### Exercise
Find the lines below that contain the string "back", count them, and give only the number.

*** Supplied information

// SPDX-License-Identifier: MPL-2.0
//! This module handles the application's configuration, loaded from a
//! `settings.toml` file.
//!
//! # Configuration Sections
//!
//! - `[general]` - Language and theme mode
//! - `[player]` - Mini player geometry and timing
//! - `[styles.list.<slot>]` / `[styles.player.<slot>]` - Style overrides
//! - `[icons]` - Custom icon files keyed by slot
//!
//! # Path Resolution
//!
//! 1. Use `load_from_path()`/`save_to_path()` with explicit path
//! 2. `--config-dir` on the command line
//! 3. Set `ICED_CLIPS_CONFIG_DIR` environment variable
//! 4. Falls back to platform-specific config directory
//!
//! # Examples
//!
//! ```no_run
//! use iced_clips::config::{self, Config};
//!
//! // Load existing configuration (returns tuple with optional load error)
//! let (mut config, _error) = config::load();
//!
//! config.general.language = Some("fr".to_string());
//! config::save(&config).expect("Failed to save config");
//! ```

pub mod defaults;

pub use defaults::*;

use crate::app::paths;
use crate::error::{Error, Result};
use crate::ui::icons::IconOverrides;
use crate::ui::styles::StyleOverrides;
use crate::ui::theming::ThemeMode;
use crate::ui::video_player::Settings;
use iced::Size;
use serde::{Deserialize, Serialize};
use std::fs;
use std::path::{Path, PathBuf};
use std::time::Duration;

const CONFIG_FILE: &str = "settings.toml";

// =============================================================================
// Section Structs
// =============================================================================

/// General application settings.
#[derive(Debug, Clone, Serialize, Deserialize, PartialEq, Default)]
pub struct GeneralConfig {
    /// UI language code (e.g., "en-US", "fr").
    #[serde(default, skip_serializing_if = "Option::is_none")]
    pub language: Option<String>,

    /// Application theme mode (light, dark, or system).
    #[serde(default, deserialize_with = "deserialize_theme_mode")]
    pub theme_mode: ThemeMode,
}

/// Player geometry and timing. Unset values use the defaults; out-of-range
/// values are clamped when converted to [`Settings`].
#[derive(Debug, Clone, Serialize, Deserialize, PartialEq)]
pub struct PlayerConfig {
    #[serde(
        default = "default_minimize_delay_ms",
        skip_serializing_if = "Option::is_none"
    )]
    pub minimize_delay_ms: Option<u64>,

    #[serde(
        default = "default_progress_interval_ms",
        skip_serializing_if = "Option::is_none"
    )]
    pub progress_interval_ms: Option<u64>,

    #[serde(default, skip_serializing_if = "Option::is_none")]
    pub mini_width: Option<f32>,

    #[serde(default, skip_serializing_if = "Option::is_none")]
    pub mini_height: Option<f32>,

    #[serde(default, skip_serializing_if = "Option::is_none")]
    pub mini_margin: Option<f32>,

    #[serde(default, skip_serializing_if = "Option::is_none")]
    pub video_height: Option<f32>,
}

impl Default for PlayerConfig {
    fn default() -> Self {
        Self {
            minimize_delay_ms: default_minimize_delay_ms(),
            progress_interval_ms: default_progress_interval_ms(),
            mini_width: None,
            mini_height: None,
            mini_margin: None,
            video_height: None,
        }
    }
}

impl PlayerConfig {
    /// Resolved player settings with every value inside its accepted range.
    #[must_use]
    pub fn settings(&self) -> Settings {
        let positive = |value: Option<f32>, default: f32| {
            value
                .filter(|v| v.is_finite() && *v > 0.0)
                .unwrap_or(default)
        };

        Settings {
            minimize_delay: Duration::from_millis(
                self.minimize_delay_ms
                    .unwrap_or(DEFAULT_MINIMIZE_DELAY_MS)
                    .min(MAX_MINIMIZE_DELAY_MS),
            ),
            progress_interval: Duration::from_millis(
                self.progress_interval_ms
                    .unwrap_or(DEFAULT_PROGRESS_INTERVAL_MS)
                    .clamp(MIN_PROGRESS_INTERVAL_MS, MAX_PROGRESS_INTERVAL_MS),
            ),
            mini_size: Size::new(
                positive(self.mini_width, DEFAULT_MINI_WIDTH),
                positive(self.mini_height, DEFAULT_MINI_HEIGHT),
            ),
            mini_margin: self
                .mini_margin
                .filter(|m| m.is_finite() && *m >= 0.0)
                .unwrap_or(DEFAULT_MINI_MARGIN),
            video_height: positive(self.video_height, DEFAULT_VIDEO_HEIGHT)
                .max(MIN_VIDEO_HEIGHT),
            snap_duration: Duration::from_millis(SNAP_ANIMATION_MS),
        }
    }
}

/// Style overrides per component.
#[derive(Debug, Clone, Serialize, Deserialize, PartialEq, Default)]
pub struct StylesConfig {
    #[serde(default, skip_serializing_if = "StyleOverrides::is_empty")]
    pub list: StyleOverrides,

    #[serde(default, skip_serializing_if = "StyleOverrides::is_empty")]
    pub player: StyleOverrides,
}

// =============================================================================
// Main Config Struct (Sectioned)
// =============================================================================

#[derive(Debug, Clone, Serialize, Deserialize, PartialEq, Default)]
pub struct Config {
    #[serde(default)]
    pub general: GeneralConfig,

    #[serde(default)]
    pub player: PlayerConfig,

    #[serde(default)]
    pub styles: StylesConfig,

    #[serde(default, skip_serializing_if = "IconOverrides::is_empty")]
    pub icons: IconOverrides,
}

// =============================================================================
// Default Value Functions
// =============================================================================

fn default_minimize_delay_ms() -> Option<u64> {
    Some(DEFAULT_MINIMIZE_DELAY_MS)
}

fn default_progress_interval_ms() -> Option<u64> {
    Some(DEFAULT_PROGRESS_INTERVAL_MS)
}

fn deserialize_theme_mode<'de, D>(deserializer: D) -> std::result::Result<ThemeMode, D::Error>
where
    D: serde::Deserializer<'de>,
{
    use serde::de::Error;

    let raw = String::deserialize(deserializer)?;
    match raw.to_lowercase().as_str() {
        "light" => Ok(ThemeMode::Light),
        "dark" => Ok(ThemeMode::Dark),
        "system" => Ok(ThemeMode::System),
        other => Err(D::Error::custom(format!("invalid theme_mode: {}", other))),
    }
}

// =============================================================================
// Config Path Resolution
// =============================================================================

fn get_config_path_with_override(base_dir: Option<PathBuf>) -> Option<PathBuf> {
    paths::get_app_config_dir_with_override(base_dir).map(|mut path| {
        path.push(CONFIG_FILE);
        path
    })
}

// =============================================================================
// Load Functions
// =============================================================================

/// Loads the configuration, falling back to defaults.
///
/// A file that exists but fails to parse yields the defaults together with
/// the error so the caller can report it.
pub fn load() -> (Config, Option<Error>) {
    load_with_override(None)
}

pub fn load_with_override(base_dir: Option<PathBuf>) -> (Config, Option<Error>) {
    if let Some(path) = get_config_path_with_override(base_dir) {
        if path.exists() {
            return match load_from_path(&path) {
                Ok(config) => (config, None),
                Err(error) => (Config::default(), Some(error)),
            };
        }
    }
    (Config::default(), None)
}

pub fn load_from_path(path: &Path) -> Result<Config> {
    let content = fs::read_to_string(path)?;
    let config: Config = toml::from_str(&content)?;
    Ok(config)
}

// =============================================================================
// Save Functions
// =============================================================================

pub fn save(config: &Config) -> Result<()> {
    save_with_override(config, None)
}

pub fn save_with_override(config: &Config, base_dir: Option<PathBuf>) -> Result<()> {
    if let Some(path) = get_config_path_with_override(base_dir) {
        return save_to_path(config, &path);
    }
    Ok(())
}

pub fn save_to_path(config: &Config, path: &Path) -> Result<()> {
    if let Some(parent) = path.parent() {
        fs::create_dir_all(parent)?;
    }
    let content = toml::to_string_pretty(config).map_err(Error::from)?;
    fs::write(path, content)?;
    Ok(())
}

******

### Response to this task
2